DvI : Utiliser une plume, c’est un moment intime, un retour sur soi avec une remise en question car la plume est l’expression de notre humeur. L’objet en tant que tel a probablement moins d’importance que les émotions qu’il transmet. Néanmoins, mes plumes sont des bijoux intimes que l’on porte sur soi. Si l’on cherche à écrire en toutes circonstances, de façon économique et efficace mais uniforme, on se tourne vers le bon vieux « bic » à quelques centimes. Avec le plein et le délié, mes stylos plumes vivent, ils sont le reflet de l’âme.
LMdO : Sauf qu’à priori, tu n’as de prise sur les cursives dans la mesure où tu ne fabriques pas tes plumes ?
DvI : Une plume sans corps, c’est comme un moteur sans carrosserie. Tu ne vas pas bien loin.
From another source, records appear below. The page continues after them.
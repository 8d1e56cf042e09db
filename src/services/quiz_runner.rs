use std::future::Future;

use log::{debug, warn};

use crate::{
    errors::{AppError, AppResult},
    models::domain::{Question, QuizSession, ReviewEntry, SubmitOutcome, Summary},
};

/// Everything a presentation surface must be able to do. The runner below is
/// the only code that talks to it; no view method ever reaches back to the
/// question provider.
pub trait QuizView {
    /// Enables or disables the "start quiz" control.
    fn set_start_enabled(&mut self, enabled: bool);
    /// Blocking notice shown when a quiz cannot start.
    fn show_notice(&mut self, message: &str);
    fn show_question(&mut self, index: usize, total: usize, question: &Question);
    /// Disables the option buttons and the submit control.
    fn lock_options(&mut self);
    fn show_feedback(&mut self, outcome: &SubmitOutcome);
    fn show_reveal(&mut self, correct_answer: &str);
    fn show_summary(&mut self, summary: &Summary);
    fn show_review(&mut self, entries: &[ReviewEntry]);
}

/// Drives one `QuizSession` against a `QuizView`. This is the adapter between
/// user actions and the session state machine; misuse errors from the session
/// (double submit, advance past the end) are treated as no-ops because the
/// view's own gating should prevent them.
pub struct QuizRunner<V: QuizView> {
    view: V,
    session: Option<QuizSession>,
}

impl<V: QuizView> QuizRunner<V> {
    pub fn new(view: V) -> Self {
        Self {
            view,
            session: None,
        }
    }

    pub fn view(&self) -> &V {
        &self.view
    }

    pub fn session(&self) -> Option<&QuizSession> {
        self.session.as_ref()
    }

    /// Fetches questions and starts a fresh session, replacing any previous
    /// one. The start control is disabled for the duration of the fetch and
    /// re-enabled on every exit path, success or failure.
    pub async fn start<F, Fut>(&mut self, fetch: F) -> bool
    where
        F: FnOnce() -> Fut,
        Fut: Future<Output = AppResult<Vec<Question>>>,
    {
        self.view.set_start_enabled(false);

        let started = match fetch().await {
            Ok(questions) => match QuizSession::new(questions) {
                Ok(session) => {
                    self.view
                        .show_question(0, session.total(), session.current_question());
                    self.session = Some(session);
                    true
                }
                Err(err) => {
                    self.view.show_notice(&err.to_string());
                    false
                }
            },
            Err(err) => {
                self.view.show_notice(&err.to_string());
                false
            }
        };

        self.view.set_start_enabled(true);
        started
    }

    /// Submits the selected answer for the current question. On the last
    /// question this also ends the quiz and shows the summary.
    pub fn submit(&mut self, selected: &str) {
        let Some(session) = self.session.as_mut() else {
            warn!("submit called with no active session");
            return;
        };

        match session.submit_answer(selected) {
            Ok(outcome) => {
                self.view.lock_options();
                self.view.show_feedback(&outcome);
                if session.is_complete() {
                    self.view.show_summary(&session.summarize());
                }
            }
            Err(AppError::AlreadyAnswered(index)) => {
                debug!("ignoring duplicate submit for question {index}");
            }
            Err(err) => self.view.show_notice(&err.to_string()),
        }
    }

    /// Moves to the next question, answered or not.
    pub fn advance(&mut self) {
        let Some(session) = self.session.as_mut() else {
            warn!("advance called with no active session");
            return;
        };

        match session.advance() {
            Ok(()) => {
                self.view.show_question(
                    session.current_index(),
                    session.total(),
                    session.current_question(),
                );
            }
            Err(AppError::AtLastQuestion) => {
                debug!("ignoring advance past the last question");
            }
            Err(err) => self.view.show_notice(&err.to_string()),
        }
    }

    /// Shows the correct answer without recording a submission. Options are
    /// locked so the reveal cannot be followed by a scored submit.
    pub fn reveal(&mut self) {
        let Some(session) = self.session.as_ref() else {
            warn!("reveal called with no active session");
            return;
        };

        let answer = session.reveal_answer().to_string();
        self.view.lock_options();
        self.view.show_reveal(&answer);
    }

    /// Renders the post-quiz review from session state alone.
    pub fn review(&mut self) {
        let Some(session) = self.session.as_ref() else {
            warn!("review called with no active session");
            return;
        };

        let entries = session.build_review();
        self.view.show_review(&entries);
    }
}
Reste que le choix que je porte sur les kits de montages va de paire avec ma recherche d’excellence. Malheureusement, ce choix se réduit de plus en plus car les plumes de qualité sont rares. Il reste deux fabricants sérieux que j’ai pu identifier et qui forgent encore leurs plumes : Bock et JoWo. Mon rêve c’est de pouvoir faire forger mes propres plumes mais pour l’instant, je dois me fournir chez les derniers spécialistes : il y a tellement de tailles que c’est impayable. Les autres pièces, je les maîtrise presque à 100% puisque je me suis même lancé dans la fonderie des pièces métalliques. Les calamophiles sont très exigeants, il faut aller loin dans les détails. C’est d’ailleurs un peu ma force car, quand on y réfléchit, un stylo hyper haut de gamme à 25.000 euros dans une marque célèbre ne sera jamais qu’un parmi tant d’autres. Chez moi, les pièces ont uniques, vous n’en trouverez jamais deux pareilles.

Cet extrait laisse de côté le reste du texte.